It’s been a busy few days in the world of personal genomics. By coincidence I have a coauthored comment in Genome Biology out, Rumors of the death of consumer genomics are greatly exaggerated (it was written and submitted a while back). If you haven’t, please read the FDA’s letter, and 23andMe’s response, as much as there is one right now. Since Slate ran my piece on Monday a lot of people have offered smart, and more well informed, takes. On the one hand you have someone like Alex Tabarrok, with “Our DNA, Our Selves”, which is close to a libertarian cri de coeur. Then you have cases like Christine Gorman, “FDA Was Right to Block 23andMe”. It will be no surprise that I am much closer to Tabarrok than I am to Gorman (she doesn’t even seem to be aware that 23andMe offers a genotyping, not sequencing, service, though fuzziness on the details doesn’t discourage strong opinions from her). An interesting aspect is that many who are not deeply in the technical weeds of the issue are exhibiting politicized responses. I’ve noticed this on Facebook, where some seem to think that 23andMe and the Tea Party have something to do with each other, and the Obama administration and the FDA are basically stand-ins. In other words, some liberals are seeing this dispute as one of those attempts to evade government regulation, something they support on prior grounds. Though Tabarrok is more well informed than the average person (his wife is a biologist), there are others from the right-wing who are taking 23andMe’s side on normative grounds as well. Ultimately I’m not interested in this this argument, because it’s not going to have any significant lasting power. No one will remember in 20 years. As I implied in my Slate piece 23andMe the company now is less interesting than personal genomics the industry sector in the future. Over the long term I’m optimistic that it will evolve into a field which impacts our lives broadly. Nothing the United States government can do will change that.
Yet tunneling down to the level of 23andMe’s specific issues with the regulatory process, there is the reality that it has to deal with the US government and the FDA, no matter what the details of its science are. It’s a profit-making firm. Matt Herper has a judicious take on this, 23andStupid: Is 23andMe Self-Destructing? I don’t have any “inside” information, so I’m not going to offer the hypothesis that this is part of some grand master plan by Anne Wojcicki. I hope it is, but that’s because I want 23andMe to continue to subsidize genotyping services (I’ve heard that though 23andMe owns the machines, the typing is done by LabCorp. And last I checked the $99 upfront cost is a major loss leader; they’re paying you to get typed). I’m afraid that they goofed here, and miscalculated. As I said above, it won’t make a major difference in the long run, but I have many friends who were waiting until this Christmas to purchase kits from 23andMe.

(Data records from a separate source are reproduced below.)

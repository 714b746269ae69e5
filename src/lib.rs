// src/lib.rs
pub mod config;
pub mod conn;
pub mod error;
pub mod files;
pub mod metrics;
pub mod parser;
pub mod pool;
pub mod reactor;
pub mod server;
pub mod syscalls;
pub mod table;

// Re-exports for users
pub use config::Config;
pub use error::{EmberError, EmberResult};
pub use server::{Server, ServerHandle};
//! Exit codes and side effects of the `dicom-nrrd` binary.

use std::{
    ffi::OsStr,
    fs,
    process::{Command, Output},
};
use tempfile::TempDir;

fn dicom_nrrd(args: &[&OsStr]) -> Output {
    Command::new(env!("CARGO_BIN_EXE_dicom-nrrd"))
        .args(args)
        .env("RUST_LOG", "off")
        .output()
        .unwrap()
}

#[test]
fn test_wrong_argument_count_prints_usage() {
    for args in [vec![], vec!["only-one"], vec!["a", "b", "c"]] {
        let args: Vec<&OsStr> = args.iter().map(OsStr::new).collect();
        let output = dicom_nrrd(&args);

        assert_eq!(output.status.code(), Some(2));
        let stderr = String::from_utf8_lossy(&output.stderr);
        assert!(stderr.contains("Usage:"), "stderr: {stderr}");
        assert!(stderr.contains("dicom-nrrd <dicom_folder> <output_base>"));
    }
}

#[test]
fn test_source_file_fails_without_output() {
    let work = TempDir::new().unwrap();
    let source = work.path().join("slice.dcm");
    fs::write(&source, b"not a folder").unwrap();
    let base = work.path().join("out").join("sub").join("ct");

    let output = dicom_nrrd(&[source.as_os_str(), base.as_os_str()]);

    assert_eq!(output.status.code(), Some(1));
    assert!(!work.path().join("out/sub/ct.nhdr").exists());
    assert!(!work.path().join("out/sub/ct.raw").exists());
    assert!(!work.path().join("out").exists());
}

#[test]
fn test_empty_source_fails_without_output_folder() {
    let source = TempDir::new().unwrap();
    let out = TempDir::new().unwrap();
    let base = out.path().join("sub").join("ct");

    let output = dicom_nrrd(&[source.path().as_os_str(), base.as_os_str()]);

    assert_eq!(output.status.code(), Some(1));
    assert_eq!(fs::read_dir(out.path()).unwrap().count(), 0);
}

#[cfg(unix)]
#[test]
fn test_non_utf8_path_is_an_error_not_a_panic() {
    use std::os::unix::ffi::OsStrExt;

    let out = TempDir::new().unwrap();
    let source = OsStr::from_bytes(b"missing-\xff-folder");
    let base = out.path().join("ct");

    let output = dicom_nrrd(&[source, base.as_os_str()]);

    assert_eq!(output.status.code(), Some(1));
    assert!(!out.path().join("ct.nhdr").exists());
}
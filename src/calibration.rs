//! Rescale slope/intercept recovery and Hounsfield-unit normalization.

use crate::metadata::{MetadataDictionary, TagLookup};
use crate::volume::{CalibratedVolume, SampleVolume};

use tracing::{debug, info, warn};

/// Lower bound of the output intensity window (air).
pub const HU_MIN: i16 = -1024;
/// Upper bound of the output intensity window.
pub const HU_MAX: i16 = 3071;

pub const RESCALE_SLOPE_KEYS: &[&str] = &["RescaleSlope", "0028|1053"];
pub const RESCALE_INTERCEPT_KEYS: &[&str] = &["RescaleIntercept", "0028|1052"];

/// Affine transform from stored sample values to intensity units.
#[derive(Clone, Copy, Debug, PartialEq)]
pub struct Calibration {
    pub slope: f64,
    pub intercept: f64,
}

impl Default for Calibration {
    fn default() -> Self {
        Self::IDENTITY
    }
}

impl Calibration {
    pub const IDENTITY: Calibration = Calibration {
        slope: 1.0,
        intercept: 0.0,
    };

    pub fn new(slope: f64, intercept: f64) -> Self {
        Self { slope, intercept }
    }

    pub fn is_identity(&self) -> bool {
        *self == Self::IDENTITY
    }

    /// Calibrate, clamp to `[HU_MIN, HU_MAX]`, then narrow.
    #[inline]
    pub fn apply(&self, value: f32) -> i16 {
        let scaled = f64::from(value).mul_add(self.slope, self.intercept);
        // NaN survives clamp and becomes 0 on the cast.
        scaled.clamp(f64::from(HU_MIN), f64::from(HU_MAX)) as i16
    }
}

/// Calibration chosen from a metadata dictionary, with the lookups that
/// produced it.
#[derive(Clone, Debug, PartialEq)]
pub struct ResolvedCalibration {
    pub calibration: Calibration,
    pub slope: TagLookup<f64>,
    pub intercept: TagLookup<f64>,
}

impl ResolvedCalibration {
    /// True when a tag was present but unusable and identity was used.
    pub fn fell_back(&self) -> bool {
        self.slope.is_malformed() || self.intercept.is_malformed()
    }
}

impl Calibration {
    /// Resolve slope and intercept from metadata.
    ///
    /// A missing tag keeps its identity value. If either tag is malformed,
    /// the whole calibration falls back to identity.
    pub fn from_metadata(metadata: &MetadataDictionary) -> ResolvedCalibration {
        let slope = metadata.lookup_f64(RESCALE_SLOPE_KEYS);
        let intercept = metadata.lookup_f64(RESCALE_INTERCEPT_KEYS);

        let calibration = if slope.is_malformed() || intercept.is_malformed() {
            Calibration::IDENTITY
        } else {
            Calibration {
                slope: slope.value().unwrap_or(Self::IDENTITY.slope),
                intercept: intercept.value().unwrap_or(Self::IDENTITY.intercept),
            }
        };

        ResolvedCalibration {
            calibration,
            slope,
            intercept,
        }
    }
}

/// Calibrate a volume using the rescale tags found in `metadata`.
///
/// Never fails: unusable metadata is reported as a warning and identity
/// calibration is applied instead.
pub fn normalize(volume: &SampleVolume, metadata: &MetadataDictionary) -> CalibratedVolume {
    let resolved = Calibration::from_metadata(metadata);

    for lookup in [&resolved.slope, &resolved.intercept] {
        if let TagLookup::Malformed { key, value } = lookup {
            warn!("Could not parse {key} = {value:?}, using identity calibration");
        }
    }
    if matches!(resolved.slope, TagLookup::Missing)
        && matches!(resolved.intercept, TagLookup::Missing)
    {
        debug!("No rescale tags in metadata");
    }

    let Calibration { slope, intercept } = resolved.calibration;
    info!("Applying calibration: slope={slope}, intercept={intercept}");

    normalize_with(volume, resolved.calibration)
}

/// Apply a known calibration to every sample. The input is left untouched
/// and its spatial frame is copied forward.
pub fn normalize_with(volume: &SampleVolume, calibration: Calibration) -> CalibratedVolume {
    CalibratedVolume::new(
        volume.data.mapv(|value| calibration.apply(value)),
        volume.frame.clone(),
    )
}
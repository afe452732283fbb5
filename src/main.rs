use std::{env, ffi::OsString, path::Path, process::ExitCode};

use dicom_nrrd::{Converter, DicomSeriesLoader, SortBy};
use tracing::{error, info};
use tracing_subscriber::EnvFilter;

const USAGE: &str = "Usage:
  dicom-nrrd <dicom_folder> <output_base>
Example:
  dicom-nrrd ./data/CT_01 ./output/patient1";

fn main() -> ExitCode {
    tracing_subscriber::fmt()
        .with_env_filter(
            EnvFilter::try_from_default_env().unwrap_or_else(|_| EnvFilter::new("info")),
        )
        .with_writer(std::io::stderr)
        .init();

    let args: Vec<OsString> = env::args_os().skip(1).collect();
    let [source_dir, output_base] = args.as_slice() else {
        eprintln!("{USAGE}");
        return ExitCode::from(2);
    };

    match run(Path::new(source_dir), Path::new(output_base)) {
        Ok(()) => ExitCode::SUCCESS,
        Err(e) => {
            error!("{e}");
            ExitCode::FAILURE
        }
    }
}

fn run(source_dir: &Path, output_base: &Path) -> Result<(), Box<dyn std::error::Error>> {
    let report = Converter::new(DicomSeriesLoader::new(SortBy::ImagePositionPatient))
        .convert(source_dir, output_base)?;

    let [nx, ny, nz] = report.descriptor.sizes;
    info!("Series {}", report.series_uid);
    info!("  nhdr: {}", report.paths.header.display());
    info!("  raw : {}", report.paths.raw.display());
    info!("  sizes (X Y Z): {nx} {ny} {nz}");
    Ok(())
}
//! # DICOM-to-NRRD library
//!
//! This crate converts a folder of DICOM slices into a calibrated intensity
//! volume and writes it as a NRRD detached-header pair (`.nhdr` + `.raw`)
//! that volume viewers such as 3D Slicer can open.
//!
//! It builds on the dicom-rs ecosystem for reading the slices. The pipeline
//! is strictly sequential:
//!  - Series loading: the first series (by SeriesInstanceUID) in the folder
//!    is decoded into a slice-major `(z, y, x)` array, together with its
//!    spatial frame and a metadata dictionary
//!  - Calibration: RescaleSlope / RescaleIntercept are applied, values are
//!    clamped to `[-1024, 3071]` and narrowed to `i16`
//!  - Serialization: the raw payload is written x-fastest, the header
//!    declares `sizes: nx ny nz` plus the physical-space block, and the
//!    payload length is checked against the declared sizes
//!
//! Slices are assumed to be single-channel; for multiframe files only the
//! first frame is used.
//!
//! # Examples
//!
//! ## Converting a folder
//!
//! ```no_run
//! # use dicom_nrrd::{Converter, DicomSeriesLoader, SortBy};
//! let report = Converter::new(DicomSeriesLoader::new(SortBy::ImagePositionPatient))
//!     .convert("dicom", "output/patient1")
//!     .expect("should have converted the series");
//! println!("wrote {}", report.paths.header.display());
//! ```
//!
//! ## Reading the result back
//!
//! ```no_run
//! let (header, data) = dicom_nrrd::nrrd::read_volume("output/patient1.nhdr")
//!     .expect("should have read the volume");
//! assert_eq!(header.sizes, vec![data.dim().2, data.dim().1, data.dim().0]);
//! ```

pub mod calibration;
pub mod converter;
pub mod enums;
pub mod metadata;
pub mod nrrd;
pub mod spatial;
pub mod volume;
pub mod volume_loader;

pub use calibration::{Calibration, HU_MAX, HU_MIN, normalize};
pub use converter::{ConversionReport, ConvertError, Converter, OutputPaths};
pub use enums::{GeometryPolicy, HeaderStyle, SortBy};
pub use metadata::{MetadataDictionary, TagLookup};
pub use nrrd::{NrrdDescriptor, NrrdError, serialize};
pub use spatial::{Space, SpatialFrame};
pub use volume::{CalibratedVolume, SampleVolume, Volume};
pub use volume_loader::{DicomSeriesLoader, LoadedSeries, SeriesLoader, VolumeLoaderError};
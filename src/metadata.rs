//! Tag-name → value dictionary handed over by the series loader.
//!
//! Different sources spell the same attribute differently (`RescaleSlope`,
//! `Rescale Slope`, `ITK.RescaleSlope`, `0028|1053`, ...), so lookups match
//! by substring on a normalized form of the key: ASCII letters lowercased,
//! everything that is not alphanumeric dropped.
//!
//! When several keys match, the **last match in key order wins**. Keys are
//! kept in a [`BTreeMap`], so that order is the lexicographic order of the
//! original key strings and does not depend on insertion order.

use std::collections::BTreeMap;

/// Outcome of looking up a numeric tag.
#[derive(Clone, Debug, PartialEq)]
pub enum TagLookup<T> {
    /// No key matched.
    Missing,
    /// A key matched but its value could not be parsed.
    Malformed { key: String, value: String },
    Found { key: String, value: T },
}

impl<T: Copy> TagLookup<T> {
    pub fn value(&self) -> Option<T> {
        match self {
            TagLookup::Found { value, .. } => Some(*value),
            _ => None,
        }
    }

    pub fn is_malformed(&self) -> bool {
        matches!(self, TagLookup::Malformed { .. })
    }
}

#[derive(Clone, Debug, Default, PartialEq, Eq)]
pub struct MetadataDictionary {
    entries: BTreeMap<String, String>,
}

impl MetadataDictionary {
    pub fn new() -> Self {
        Self::default()
    }

    /// Insert or replace a value.
    pub fn insert(&mut self, key: impl Into<String>, value: impl Into<String>) {
        self.entries.insert(key.into(), value.into());
    }

    /// Exact key access.
    pub fn get(&self, key: &str) -> Option<&str> {
        self.entries.get(key).map(String::as_str)
    }

    pub fn len(&self) -> usize {
        self.entries.len()
    }

    pub fn is_empty(&self) -> bool {
        self.entries.is_empty()
    }

    pub fn iter(&self) -> impl Iterator<Item = (&str, &str)> {
        self.entries.iter().map(|(k, v)| (k.as_str(), v.as_str()))
    }

    /// Last entry (in key order) whose normalized key contains any of the
    /// normalized `needles`.
    pub fn lookup(&self, needles: &[&str]) -> Option<(&str, &str)> {
        let needles: Vec<String> = needles
            .iter()
            .map(|needle| normalize_key(needle))
            .filter(|needle| !needle.is_empty())
            .collect();

        self.entries
            .iter()
            .rev()
            .find(|(key, _)| {
                let key = normalize_key(key);
                needles.iter().any(|needle| key.contains(needle.as_str()))
            })
            .map(|(k, v)| (k.as_str(), v.as_str()))
    }

    /// Look up a tag and parse its value as a finite `f64`.
    ///
    /// DICOM decimal strings may carry padding and, for multi-valued
    /// attributes, backslash separators; the first value is used.
    pub fn lookup_f64(&self, needles: &[&str]) -> TagLookup<f64> {
        let Some((key, raw)) = self.lookup(needles) else {
            return TagLookup::Missing;
        };

        let first = raw.split('\\').next().unwrap_or_default();
        match first.trim().trim_end_matches('\0').parse::<f64>() {
            Ok(value) if value.is_finite() => TagLookup::Found {
                key: key.to_string(),
                value,
            },
            _ => TagLookup::Malformed {
                key: key.to_string(),
                value: raw.to_string(),
            },
        }
    }
}

impl<K: Into<String>, V: Into<String>> FromIterator<(K, V)> for MetadataDictionary {
    fn from_iter<I: IntoIterator<Item = (K, V)>>(iter: I) -> Self {
        let mut dictionary = Self::new();
        for (key, value) in iter {
            dictionary.insert(key, value);
        }
        dictionary
    }
}

fn normalize_key(key: &str) -> String {
    key.chars()
        .filter(char::is_ascii_alphanumeric)
        .map(|c| c.to_ascii_lowercase())
        .collect()
}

First, download your 23andMe raw results now if you have them. If you don’t know what’s going on, the FDA has finally started to move aggressively against the firm. Unfortunately this is not surprising, as this was foreshadowed years ago. And, 23andMe has been moving aggressively to emphasize its medical, as opposed to genealogical, services over the past year. But this isn’t the story of one firm. This is the story of government response to very important structural shifts occurring in the medical delivery system of the United States. The government could potentially bankrupt 23andMe, but taking a step back that would still be like the RIAA managing to take down Napster. The information is coming, and if there’s one thing that can overpower state planning it is consumer demand. Unless the US government wants to ban their citizens from receiving their own genetic data they’re just putting off the inevitable outsourcing of various interpretation services. Engagement would probably be the better long term bet, but I don’t see that happening.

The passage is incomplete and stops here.